**** Listed entries ****

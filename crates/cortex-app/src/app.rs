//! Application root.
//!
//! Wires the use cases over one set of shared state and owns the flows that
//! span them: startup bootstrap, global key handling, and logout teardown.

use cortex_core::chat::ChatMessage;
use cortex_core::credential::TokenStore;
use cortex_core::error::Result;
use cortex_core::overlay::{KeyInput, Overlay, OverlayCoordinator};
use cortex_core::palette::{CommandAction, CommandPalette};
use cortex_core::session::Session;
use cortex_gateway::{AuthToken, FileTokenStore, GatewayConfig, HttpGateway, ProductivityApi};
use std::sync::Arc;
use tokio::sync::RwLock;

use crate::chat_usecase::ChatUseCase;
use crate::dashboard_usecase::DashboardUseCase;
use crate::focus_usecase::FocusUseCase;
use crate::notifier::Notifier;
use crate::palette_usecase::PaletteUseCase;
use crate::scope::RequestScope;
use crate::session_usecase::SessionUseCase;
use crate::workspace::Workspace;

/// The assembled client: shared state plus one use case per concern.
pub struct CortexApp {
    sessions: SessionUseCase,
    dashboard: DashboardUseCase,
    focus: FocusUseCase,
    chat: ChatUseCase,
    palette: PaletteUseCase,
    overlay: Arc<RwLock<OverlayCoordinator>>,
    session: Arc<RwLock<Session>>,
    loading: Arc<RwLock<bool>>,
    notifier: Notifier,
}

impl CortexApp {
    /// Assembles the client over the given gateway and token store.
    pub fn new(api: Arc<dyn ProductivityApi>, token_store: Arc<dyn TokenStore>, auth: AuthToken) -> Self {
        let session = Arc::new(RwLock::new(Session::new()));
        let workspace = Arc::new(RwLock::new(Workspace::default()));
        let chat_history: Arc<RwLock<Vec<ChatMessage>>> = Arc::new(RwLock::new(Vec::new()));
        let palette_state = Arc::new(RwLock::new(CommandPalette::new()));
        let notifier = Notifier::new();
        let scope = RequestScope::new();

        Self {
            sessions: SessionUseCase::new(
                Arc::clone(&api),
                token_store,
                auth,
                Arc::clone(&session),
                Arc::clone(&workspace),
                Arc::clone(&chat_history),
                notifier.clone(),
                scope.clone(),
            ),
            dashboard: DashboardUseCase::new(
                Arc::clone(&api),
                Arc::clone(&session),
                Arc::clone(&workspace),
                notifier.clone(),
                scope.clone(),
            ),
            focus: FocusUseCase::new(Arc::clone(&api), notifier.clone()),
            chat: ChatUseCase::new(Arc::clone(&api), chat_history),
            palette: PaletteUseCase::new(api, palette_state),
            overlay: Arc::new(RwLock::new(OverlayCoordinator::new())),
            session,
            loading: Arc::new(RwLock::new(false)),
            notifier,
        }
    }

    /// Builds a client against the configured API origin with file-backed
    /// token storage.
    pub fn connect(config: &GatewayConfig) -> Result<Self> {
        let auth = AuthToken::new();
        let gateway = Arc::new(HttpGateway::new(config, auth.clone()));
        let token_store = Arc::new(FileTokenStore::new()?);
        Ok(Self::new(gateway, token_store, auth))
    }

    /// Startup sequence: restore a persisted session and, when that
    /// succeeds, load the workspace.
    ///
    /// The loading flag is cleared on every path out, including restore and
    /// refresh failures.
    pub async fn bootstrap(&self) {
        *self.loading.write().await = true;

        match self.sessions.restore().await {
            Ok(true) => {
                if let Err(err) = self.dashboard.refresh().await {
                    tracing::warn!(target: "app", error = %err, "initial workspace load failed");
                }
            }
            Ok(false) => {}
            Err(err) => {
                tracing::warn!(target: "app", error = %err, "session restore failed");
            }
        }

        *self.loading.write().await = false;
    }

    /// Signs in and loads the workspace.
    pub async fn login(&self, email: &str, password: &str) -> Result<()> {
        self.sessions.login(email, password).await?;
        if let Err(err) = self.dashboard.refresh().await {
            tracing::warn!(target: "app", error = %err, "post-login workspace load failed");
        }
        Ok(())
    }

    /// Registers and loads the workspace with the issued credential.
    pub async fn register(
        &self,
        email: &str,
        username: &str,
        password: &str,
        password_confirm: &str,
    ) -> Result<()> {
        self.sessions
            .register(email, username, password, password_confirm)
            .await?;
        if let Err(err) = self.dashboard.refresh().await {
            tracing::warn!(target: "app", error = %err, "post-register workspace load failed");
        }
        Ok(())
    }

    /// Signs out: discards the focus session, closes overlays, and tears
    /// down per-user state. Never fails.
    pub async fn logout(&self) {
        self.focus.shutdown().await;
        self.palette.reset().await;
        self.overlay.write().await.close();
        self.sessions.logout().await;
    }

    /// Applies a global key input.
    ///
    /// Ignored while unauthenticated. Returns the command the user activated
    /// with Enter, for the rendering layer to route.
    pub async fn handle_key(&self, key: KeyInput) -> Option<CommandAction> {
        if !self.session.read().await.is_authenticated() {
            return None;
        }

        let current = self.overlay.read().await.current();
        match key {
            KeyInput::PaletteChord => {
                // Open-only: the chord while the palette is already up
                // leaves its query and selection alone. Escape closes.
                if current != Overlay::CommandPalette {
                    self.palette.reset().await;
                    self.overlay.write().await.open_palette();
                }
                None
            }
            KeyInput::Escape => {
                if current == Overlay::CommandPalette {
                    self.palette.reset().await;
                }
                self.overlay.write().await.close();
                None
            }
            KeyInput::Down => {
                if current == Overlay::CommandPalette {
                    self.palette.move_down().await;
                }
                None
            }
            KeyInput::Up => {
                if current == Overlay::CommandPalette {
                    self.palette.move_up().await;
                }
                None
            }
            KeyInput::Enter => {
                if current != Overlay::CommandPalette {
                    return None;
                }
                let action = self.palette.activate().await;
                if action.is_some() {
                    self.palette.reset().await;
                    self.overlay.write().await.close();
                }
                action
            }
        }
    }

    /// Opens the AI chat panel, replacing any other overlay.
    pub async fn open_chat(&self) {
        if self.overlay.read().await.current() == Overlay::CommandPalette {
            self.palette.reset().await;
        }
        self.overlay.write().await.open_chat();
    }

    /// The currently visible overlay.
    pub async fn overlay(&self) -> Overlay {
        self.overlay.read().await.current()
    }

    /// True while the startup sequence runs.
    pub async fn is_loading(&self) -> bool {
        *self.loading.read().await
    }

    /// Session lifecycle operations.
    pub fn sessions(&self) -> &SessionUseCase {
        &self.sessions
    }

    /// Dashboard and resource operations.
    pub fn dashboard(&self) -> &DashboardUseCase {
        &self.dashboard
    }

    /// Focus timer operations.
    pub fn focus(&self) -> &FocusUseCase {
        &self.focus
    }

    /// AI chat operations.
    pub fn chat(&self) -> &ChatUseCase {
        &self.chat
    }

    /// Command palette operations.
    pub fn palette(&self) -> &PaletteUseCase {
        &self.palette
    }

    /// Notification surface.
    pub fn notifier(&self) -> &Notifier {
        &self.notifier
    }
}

****

**Task statement**
Transcribe all of the entries without alteration.

**Exercise response**
filename crates/cortex-app/src/app.rs
//! Application root.
//!
//! Wires the use cases over one set of shared state and owns the flows that
//! span them: startup bootstrap, global key handling, and logout teardown.

use cortex_core::chat::ChatMessage;
use cortex_core::credential::TokenStore;
use cortex_core::error::Result;
use cortex_core::overlay::{KeyInput, Overlay, OverlayCoordinator};
use cortex_core::palette::{CommandAction, CommandPalette};
use cortex_core::session::Session;
use cortex_gateway::{AuthToken, FileTokenStore, GatewayConfig, HttpGateway, ProductivityApi};
use std::sync::Arc;
use tokio::sync::RwLock;

use crate::chat_usecase::ChatUseCase;
use crate::dashboard_usecase::DashboardUseCase;
use crate::focus_usecase::FocusUseCase;
use crate::notifier::Notifier;
use crate::palette_usecase::PaletteUseCase;
use crate::scope::RequestScope;
use crate::session_usecase::SessionUseCase;
use crate::workspace::Workspace;

/// The assembled client: shared state plus one use case per concern.
pub struct CortexApp {
    sessions: SessionUseCase,
    dashboard: DashboardUseCase,
    focus: FocusUseCase,
    chat: ChatUseCase,
    palette: PaletteUseCase,
    overlay: Arc<RwLock<OverlayCoordinator>>,
    session: Arc<RwLock<Session>>,
    loading: Arc<RwLock<bool>>,
    notifier: Notifier,
}

impl CortexApp {
    /// Assembles the client over the given gateway and token store.
    pub fn new(api: Arc<dyn ProductivityApi>, token_store: Arc<dyn TokenStore>, auth: AuthToken) -> Self {
        let session = Arc::new(RwLock::new(Session::new()));
        let workspace = Arc::new(RwLock::new(Workspace::default()));
        let chat_history: Arc<RwLock<Vec<ChatMessage>>> = Arc::new(RwLock::new(Vec::new()));
        let palette_state = Arc::new(RwLock::new(CommandPalette::new()));
        let notifier = Notifier::new();
        let scope = RequestScope::new();

        Self {
            sessions: SessionUseCase::new(
                Arc::clone(&api),
                token_store,
                auth,
                Arc::clone(&session),
                Arc::clone(&workspace),
                Arc::clone(&chat_history),
                notifier.clone(),
                scope.clone(),
            ),
            dashboard: DashboardUseCase::new(
                Arc::clone(&api),
                Arc::clone(&session),
                Arc::clone(&workspace),
                notifier.clone(),
                scope.clone(),
            ),
            focus: FocusUseCase::new(Arc::clone(&api), notifier.clone()),
            chat: ChatUseCase::new(Arc::clone(&api), chat_history),
            palette: PaletteUseCase::new(api, palette_state),
            overlay: Arc::new(RwLock::new(OverlayCoordinator::new())),
            session,
            loading: Arc::new(RwLock::new(false)),
            notifier,
        }
    }

    /// Builds a client against the configured API origin with file-backed
    /// token storage.
    pub fn connect(config: &GatewayConfig) -> Result<Self> {
        let auth = AuthToken::new();
        let gateway = Arc::new(HttpGateway::new(config, auth.clone()));
        let token_store = Arc::new(FileTokenStore::new()?);
        Ok(Self::new(gateway, token_store, auth))
    }

    /// Startup sequence: restore a persisted session and, when that
    /// succeeds, load the workspace.
    ///
    /// The loading flag is cleared on every path out, including restore and
    /// refresh failures.
    pub async fn bootstrap(&self) {
        *self.loading.write().await = true;

        match self.sessions.restore().await {
            Ok(true) => {
                if let Err(err) = self.dashboard.refresh().await {
                    tracing::warn!(target: "app", error = %err, "initial workspace load failed");
                }
            }
            Ok(false) => {}
            Err(err) => {
                tracing::warn!(target: "app", error = %err, "session restore failed");
            }
        }

        *self.loading.write().await = false;
    }

    /// Signs in and loads the workspace.
    pub async fn login(&self, email: &str, password: &str) -> Result<()> {
        self.sessions.login(email, password).await?;
        if let Err(err) = self.dashboard.refresh().await {
            tracing::warn!(target: "app", error = %err, "post-login workspace load failed");
        }
        Ok(())
    }

    /// Registers and loads the workspace with the issued credential.
    pub async fn register(
        &self,
        email: &str,
        username: &str,
        password: &str,
        password_confirm: &str,
    ) -> Result<()> {
        self.sessions
            .register(email, username, password, password_confirm)
            .await?;
        if let Err(err) = self.dashboard.refresh().await {
            tracing::warn!(target: "app", error = %err, "post-register workspace load failed");
        }
        Ok(())
    }

    /// Signs out: discards the focus session, closes overlays, and tears
    /// down per-user state. Never fails.
    pub async fn logout(&self) {
        self.focus.shutdown().await;
        self.palette.reset().await;
        self.overlay.write().await.close();
        self.sessions.logout().await;
    }

    /// Applies a global key input.
    ///
    /// Ignored while unauthenticated. Returns the command the user activated
    /// with Enter, for the rendering layer to route.
    pub async fn handle_key(&self, key: KeyInput) -> Option<CommandAction> {
        if !self.session.read().await.is_authenticated() {
            return None;
        }

        let current = self.overlay.read().await.current();
        match key {
            KeyInput::PaletteChord => {
                // Open-only: the chord while the palette is already up
                // leaves its query and selection alone. Escape closes.
                if current != Overlay::CommandPalette {
                    self.palette.reset().await;
                    self.overlay.write().await.open_palette();
                }
                None
            }
            KeyInput::Escape => {
                if current == Overlay::CommandPalette {
                    self.palette.reset().await;
                }
                self.overlay.write().await.close();
                None
            }
            KeyInput::Down => {
                if current == Overlay::CommandPalette {
                    self.palette.move_down().await;
                }
                None
            }
            KeyInput::Up => {
                if current == Overlay::CommandPalette {
                    self.palette.move_up().await;
                }
                None
            }
            KeyInput::Enter => {
                if current != Overlay::CommandPalette {
                    return None;
                }
                let action = self.palette.activate().await;
                if action.is_some() {
                    self.palette.reset().await;
                    self.overlay.write().await.close();
                }
                action
            }
        }
    }

    /// Opens the AI chat panel, replacing any other overlay.
    pub async fn open_chat(&self) {
        if self.overlay.read().await.current() == Overlay::CommandPalette {
            self.palette.reset().await;
        }
        self.overlay.write().await.open_chat();
    }

    /// The currently visible overlay.
    pub async fn overlay(&self) -> Overlay {
        self.overlay.read().await.current()
    }

    /// True while the startup sequence runs.
    pub async fn is_loading(&self) -> bool {
        *self.loading.read().await
    }

    /// Session lifecycle operations.
    pub fn sessions(&self) -> &SessionUseCase {
        &self.sessions
    }

    /// Dashboard and resource operations.
    pub fn dashboard(&self) -> &DashboardUseCase {
        &self.dashboard
    }

    /// Focus timer operations.
    pub fn focus(&self) -> &FocusUseCase {
        &self.focus
    }

    /// AI chat operations.
    pub fn chat(&self) -> &ChatUseCase {
        &self.chat
    }

    /// Command palette operations.
    pub fn palette(&self) -> &PaletteUseCase {
        &self.palette
    }

    /// Notification surface.
    pub fn notifier(&self) -> &Notifier {
        &self.notifier
    }
}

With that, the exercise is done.